— Work to complete —
Your answer should be only the lines below from the one with "let suffixes = EnrichConfig::default().village_suffixes;" to the one with "assert_eq!(sheet.value(7, 5), &CellValue::Number(46.0));", repeated exactly, ends included.

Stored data
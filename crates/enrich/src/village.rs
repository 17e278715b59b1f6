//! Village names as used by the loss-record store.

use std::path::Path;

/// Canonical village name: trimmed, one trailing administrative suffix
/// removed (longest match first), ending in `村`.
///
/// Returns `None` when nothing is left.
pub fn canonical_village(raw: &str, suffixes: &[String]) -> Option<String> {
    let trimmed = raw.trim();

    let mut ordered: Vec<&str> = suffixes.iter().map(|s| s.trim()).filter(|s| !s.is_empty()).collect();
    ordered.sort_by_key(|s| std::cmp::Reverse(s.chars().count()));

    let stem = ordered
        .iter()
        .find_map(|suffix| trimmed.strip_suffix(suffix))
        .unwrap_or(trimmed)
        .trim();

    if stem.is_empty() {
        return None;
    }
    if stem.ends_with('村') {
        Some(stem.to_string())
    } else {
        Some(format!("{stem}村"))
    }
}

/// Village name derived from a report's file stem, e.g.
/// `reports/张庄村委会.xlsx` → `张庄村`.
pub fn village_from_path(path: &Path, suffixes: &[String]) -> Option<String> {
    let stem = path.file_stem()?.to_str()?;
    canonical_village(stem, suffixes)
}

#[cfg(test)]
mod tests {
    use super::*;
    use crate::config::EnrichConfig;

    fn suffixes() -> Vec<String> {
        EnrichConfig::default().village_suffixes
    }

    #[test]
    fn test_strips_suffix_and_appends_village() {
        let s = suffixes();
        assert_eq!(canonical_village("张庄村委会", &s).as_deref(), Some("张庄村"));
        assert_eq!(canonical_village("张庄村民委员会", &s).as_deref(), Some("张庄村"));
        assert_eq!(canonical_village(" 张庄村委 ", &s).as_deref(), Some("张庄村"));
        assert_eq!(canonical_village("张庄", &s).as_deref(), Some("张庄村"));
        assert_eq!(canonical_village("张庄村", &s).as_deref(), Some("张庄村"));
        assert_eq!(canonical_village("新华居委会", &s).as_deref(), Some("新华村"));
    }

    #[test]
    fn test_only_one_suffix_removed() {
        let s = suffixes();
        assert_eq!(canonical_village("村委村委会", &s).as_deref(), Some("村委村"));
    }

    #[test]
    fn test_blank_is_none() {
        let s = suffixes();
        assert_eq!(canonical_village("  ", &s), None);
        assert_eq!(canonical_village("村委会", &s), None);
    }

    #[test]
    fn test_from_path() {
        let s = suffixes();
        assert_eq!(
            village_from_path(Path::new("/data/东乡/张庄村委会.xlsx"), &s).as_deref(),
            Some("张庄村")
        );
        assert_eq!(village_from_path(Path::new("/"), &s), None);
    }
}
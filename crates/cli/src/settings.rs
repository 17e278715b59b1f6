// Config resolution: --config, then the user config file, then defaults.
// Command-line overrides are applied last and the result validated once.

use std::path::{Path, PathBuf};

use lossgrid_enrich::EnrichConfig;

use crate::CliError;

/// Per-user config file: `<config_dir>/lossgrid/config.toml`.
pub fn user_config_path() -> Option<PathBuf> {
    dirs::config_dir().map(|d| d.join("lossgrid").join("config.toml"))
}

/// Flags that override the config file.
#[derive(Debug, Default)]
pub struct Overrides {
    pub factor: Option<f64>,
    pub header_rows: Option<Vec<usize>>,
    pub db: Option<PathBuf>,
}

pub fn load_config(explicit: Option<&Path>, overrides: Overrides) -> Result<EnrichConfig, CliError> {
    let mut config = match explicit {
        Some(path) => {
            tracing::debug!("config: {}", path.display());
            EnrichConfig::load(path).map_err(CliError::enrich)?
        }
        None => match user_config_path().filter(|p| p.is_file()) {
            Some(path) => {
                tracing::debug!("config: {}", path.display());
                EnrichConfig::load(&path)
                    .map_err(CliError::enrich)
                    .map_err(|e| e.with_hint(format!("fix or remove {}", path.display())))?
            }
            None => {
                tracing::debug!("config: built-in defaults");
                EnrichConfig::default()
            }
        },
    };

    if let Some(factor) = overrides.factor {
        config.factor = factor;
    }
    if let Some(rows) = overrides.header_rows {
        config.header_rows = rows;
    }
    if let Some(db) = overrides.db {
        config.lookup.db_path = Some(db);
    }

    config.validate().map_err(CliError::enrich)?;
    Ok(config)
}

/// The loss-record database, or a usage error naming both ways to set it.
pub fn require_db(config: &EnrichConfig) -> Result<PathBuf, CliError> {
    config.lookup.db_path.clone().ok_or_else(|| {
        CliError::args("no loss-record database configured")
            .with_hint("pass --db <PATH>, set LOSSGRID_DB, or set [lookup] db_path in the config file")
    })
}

--

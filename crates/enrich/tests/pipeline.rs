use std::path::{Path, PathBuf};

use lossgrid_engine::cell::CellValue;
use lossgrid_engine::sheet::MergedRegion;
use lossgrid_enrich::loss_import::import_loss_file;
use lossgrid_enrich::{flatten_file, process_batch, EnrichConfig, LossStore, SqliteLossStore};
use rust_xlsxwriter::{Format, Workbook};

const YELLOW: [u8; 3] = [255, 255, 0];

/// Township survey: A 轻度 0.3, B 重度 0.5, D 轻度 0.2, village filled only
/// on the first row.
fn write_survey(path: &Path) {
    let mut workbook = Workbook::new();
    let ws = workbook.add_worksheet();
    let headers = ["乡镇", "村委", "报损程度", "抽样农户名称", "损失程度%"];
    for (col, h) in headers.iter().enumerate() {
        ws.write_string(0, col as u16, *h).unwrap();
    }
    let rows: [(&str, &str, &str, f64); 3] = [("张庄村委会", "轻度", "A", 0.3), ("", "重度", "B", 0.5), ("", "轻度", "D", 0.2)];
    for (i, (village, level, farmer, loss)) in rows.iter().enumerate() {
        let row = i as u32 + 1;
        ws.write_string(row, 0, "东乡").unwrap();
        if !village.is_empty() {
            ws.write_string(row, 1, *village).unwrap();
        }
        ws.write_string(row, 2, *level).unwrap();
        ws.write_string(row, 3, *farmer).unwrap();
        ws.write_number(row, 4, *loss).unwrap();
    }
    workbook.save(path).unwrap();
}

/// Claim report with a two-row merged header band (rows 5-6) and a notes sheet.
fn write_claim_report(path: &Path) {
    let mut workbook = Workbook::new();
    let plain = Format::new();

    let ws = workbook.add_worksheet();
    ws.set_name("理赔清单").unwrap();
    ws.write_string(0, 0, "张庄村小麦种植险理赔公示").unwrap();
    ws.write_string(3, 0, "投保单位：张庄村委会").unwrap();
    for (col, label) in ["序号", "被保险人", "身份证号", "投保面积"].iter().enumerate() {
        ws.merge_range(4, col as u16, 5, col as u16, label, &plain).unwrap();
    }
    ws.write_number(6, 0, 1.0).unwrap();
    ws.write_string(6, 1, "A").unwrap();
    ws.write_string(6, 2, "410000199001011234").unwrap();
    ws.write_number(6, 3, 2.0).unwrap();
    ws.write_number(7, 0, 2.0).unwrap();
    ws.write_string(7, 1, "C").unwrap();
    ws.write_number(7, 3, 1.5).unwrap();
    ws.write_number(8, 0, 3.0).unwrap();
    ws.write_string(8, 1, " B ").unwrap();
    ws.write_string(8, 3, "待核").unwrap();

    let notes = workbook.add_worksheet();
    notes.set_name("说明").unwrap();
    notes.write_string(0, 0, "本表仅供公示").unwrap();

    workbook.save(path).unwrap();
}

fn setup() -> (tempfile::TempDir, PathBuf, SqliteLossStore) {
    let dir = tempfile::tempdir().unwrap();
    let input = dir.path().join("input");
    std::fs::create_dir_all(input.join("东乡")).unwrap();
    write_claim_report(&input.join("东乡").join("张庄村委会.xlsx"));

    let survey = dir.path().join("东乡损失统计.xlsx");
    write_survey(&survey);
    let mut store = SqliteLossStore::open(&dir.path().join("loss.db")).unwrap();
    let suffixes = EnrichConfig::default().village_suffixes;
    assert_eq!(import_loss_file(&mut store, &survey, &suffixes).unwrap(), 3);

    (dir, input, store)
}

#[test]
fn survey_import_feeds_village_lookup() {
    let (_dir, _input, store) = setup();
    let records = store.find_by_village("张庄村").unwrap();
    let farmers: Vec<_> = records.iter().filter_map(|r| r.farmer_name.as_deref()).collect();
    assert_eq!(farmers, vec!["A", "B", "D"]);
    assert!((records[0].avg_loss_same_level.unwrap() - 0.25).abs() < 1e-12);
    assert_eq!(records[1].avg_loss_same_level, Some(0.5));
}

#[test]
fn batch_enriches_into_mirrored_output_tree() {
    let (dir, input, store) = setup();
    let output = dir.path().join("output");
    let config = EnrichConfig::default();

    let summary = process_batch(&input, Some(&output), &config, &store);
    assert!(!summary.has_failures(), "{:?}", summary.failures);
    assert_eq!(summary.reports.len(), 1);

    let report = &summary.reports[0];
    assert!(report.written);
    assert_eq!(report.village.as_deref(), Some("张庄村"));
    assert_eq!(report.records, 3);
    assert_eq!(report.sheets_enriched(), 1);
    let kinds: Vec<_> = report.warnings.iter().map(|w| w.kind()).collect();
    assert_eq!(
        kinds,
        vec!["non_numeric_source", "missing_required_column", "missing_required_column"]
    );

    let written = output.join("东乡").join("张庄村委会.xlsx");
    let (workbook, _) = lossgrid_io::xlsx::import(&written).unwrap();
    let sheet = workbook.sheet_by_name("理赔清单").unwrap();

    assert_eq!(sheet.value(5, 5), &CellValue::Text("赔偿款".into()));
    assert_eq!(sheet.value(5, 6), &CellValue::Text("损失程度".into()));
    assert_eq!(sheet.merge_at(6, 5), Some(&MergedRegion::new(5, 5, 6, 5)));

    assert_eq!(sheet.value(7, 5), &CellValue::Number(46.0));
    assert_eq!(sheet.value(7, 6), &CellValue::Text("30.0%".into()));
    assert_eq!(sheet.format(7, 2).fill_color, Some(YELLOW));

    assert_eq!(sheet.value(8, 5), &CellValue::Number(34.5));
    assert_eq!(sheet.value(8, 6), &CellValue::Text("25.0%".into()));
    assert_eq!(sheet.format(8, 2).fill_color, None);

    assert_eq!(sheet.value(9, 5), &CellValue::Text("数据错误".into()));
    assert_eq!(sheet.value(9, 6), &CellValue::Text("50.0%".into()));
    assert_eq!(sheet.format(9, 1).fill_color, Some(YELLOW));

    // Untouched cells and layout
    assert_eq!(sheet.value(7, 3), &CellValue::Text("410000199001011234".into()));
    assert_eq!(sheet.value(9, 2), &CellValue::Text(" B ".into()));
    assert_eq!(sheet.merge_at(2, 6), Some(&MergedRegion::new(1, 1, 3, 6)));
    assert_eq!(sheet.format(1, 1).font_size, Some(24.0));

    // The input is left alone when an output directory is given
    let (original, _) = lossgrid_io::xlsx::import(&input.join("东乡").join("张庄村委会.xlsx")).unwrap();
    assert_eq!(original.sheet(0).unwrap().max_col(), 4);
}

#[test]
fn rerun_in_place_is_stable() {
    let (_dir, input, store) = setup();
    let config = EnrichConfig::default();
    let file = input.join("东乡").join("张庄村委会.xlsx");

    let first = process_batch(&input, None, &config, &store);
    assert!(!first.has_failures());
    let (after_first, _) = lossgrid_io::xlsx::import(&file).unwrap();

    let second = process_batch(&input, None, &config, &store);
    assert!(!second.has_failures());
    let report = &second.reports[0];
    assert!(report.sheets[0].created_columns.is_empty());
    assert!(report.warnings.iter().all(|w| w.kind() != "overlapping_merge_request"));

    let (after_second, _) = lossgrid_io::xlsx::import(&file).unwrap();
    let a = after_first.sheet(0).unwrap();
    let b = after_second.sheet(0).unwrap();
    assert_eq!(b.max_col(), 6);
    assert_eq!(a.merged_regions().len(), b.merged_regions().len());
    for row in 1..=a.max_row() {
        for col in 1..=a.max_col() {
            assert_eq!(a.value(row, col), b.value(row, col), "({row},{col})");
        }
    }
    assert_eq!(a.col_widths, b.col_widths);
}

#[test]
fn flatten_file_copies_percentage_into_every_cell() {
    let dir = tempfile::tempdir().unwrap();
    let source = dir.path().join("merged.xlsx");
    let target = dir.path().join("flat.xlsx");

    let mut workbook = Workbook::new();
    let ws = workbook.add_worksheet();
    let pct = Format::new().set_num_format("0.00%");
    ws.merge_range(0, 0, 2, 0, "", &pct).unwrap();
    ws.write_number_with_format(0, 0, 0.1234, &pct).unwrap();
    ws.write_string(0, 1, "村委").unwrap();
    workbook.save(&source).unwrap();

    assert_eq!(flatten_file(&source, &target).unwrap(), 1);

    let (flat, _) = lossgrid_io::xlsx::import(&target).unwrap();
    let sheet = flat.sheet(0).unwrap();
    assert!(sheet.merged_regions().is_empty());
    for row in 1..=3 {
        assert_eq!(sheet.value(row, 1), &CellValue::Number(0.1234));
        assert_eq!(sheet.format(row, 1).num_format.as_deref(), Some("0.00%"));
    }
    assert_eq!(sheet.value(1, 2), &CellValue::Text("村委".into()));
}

— Result —
    let suffixes = EnrichConfig::default().village_suffixes;
    assert_eq!(import_loss_file(&mut store, &survey, &suffixes).unwrap(), 3);

    (dir, input, store)
}

#[test]
fn survey_import_feeds_village_lookup() {
    let (_dir, _input, store) = setup();
    let records = store.find_by_village("张庄村").unwrap();
    let farmers: Vec<_> = records.iter().filter_map(|r| r.farmer_name.as_deref()).collect();
    assert_eq!(farmers, vec!["A", "B", "D"]);
    assert!((records[0].avg_loss_same_level.unwrap() - 0.25).abs() < 1e-12);
    assert_eq!(records[1].avg_loss_same_level, Some(0.5));
}

#[test]
fn batch_enriches_into_mirrored_output_tree() {
    let (dir, input, store) = setup();
    let output = dir.path().join("output");
    let config = EnrichConfig::default();

    let summary = process_batch(&input, Some(&output), &config, &store);
    assert!(!summary.has_failures(), "{:?}", summary.failures);
    assert_eq!(summary.reports.len(), 1);

    let report = &summary.reports[0];
    assert!(report.written);
    assert_eq!(report.village.as_deref(), Some("张庄村"));
    assert_eq!(report.records, 3);
    assert_eq!(report.sheets_enriched(), 1);
    let kinds: Vec<_> = report.warnings.iter().map(|w| w.kind()).collect();
    assert_eq!(
        kinds,
        vec!["non_numeric_source", "missing_required_column", "missing_required_column"]
    );

    let written = output.join("东乡").join("张庄村委会.xlsx");
    let (workbook, _) = lossgrid_io::xlsx::import(&written).unwrap();
    let sheet = workbook.sheet_by_name("理赔清单").unwrap();

    assert_eq!(sheet.value(5, 5), &CellValue::Text("赔偿款".into()));
    assert_eq!(sheet.value(5, 6), &CellValue::Text("损失程度".into()));
    assert_eq!(sheet.merge_at(6, 5), Some(&MergedRegion::new(5, 5, 6, 5)));

    assert_eq!(sheet.value(7, 5), &CellValue::Number(46.0));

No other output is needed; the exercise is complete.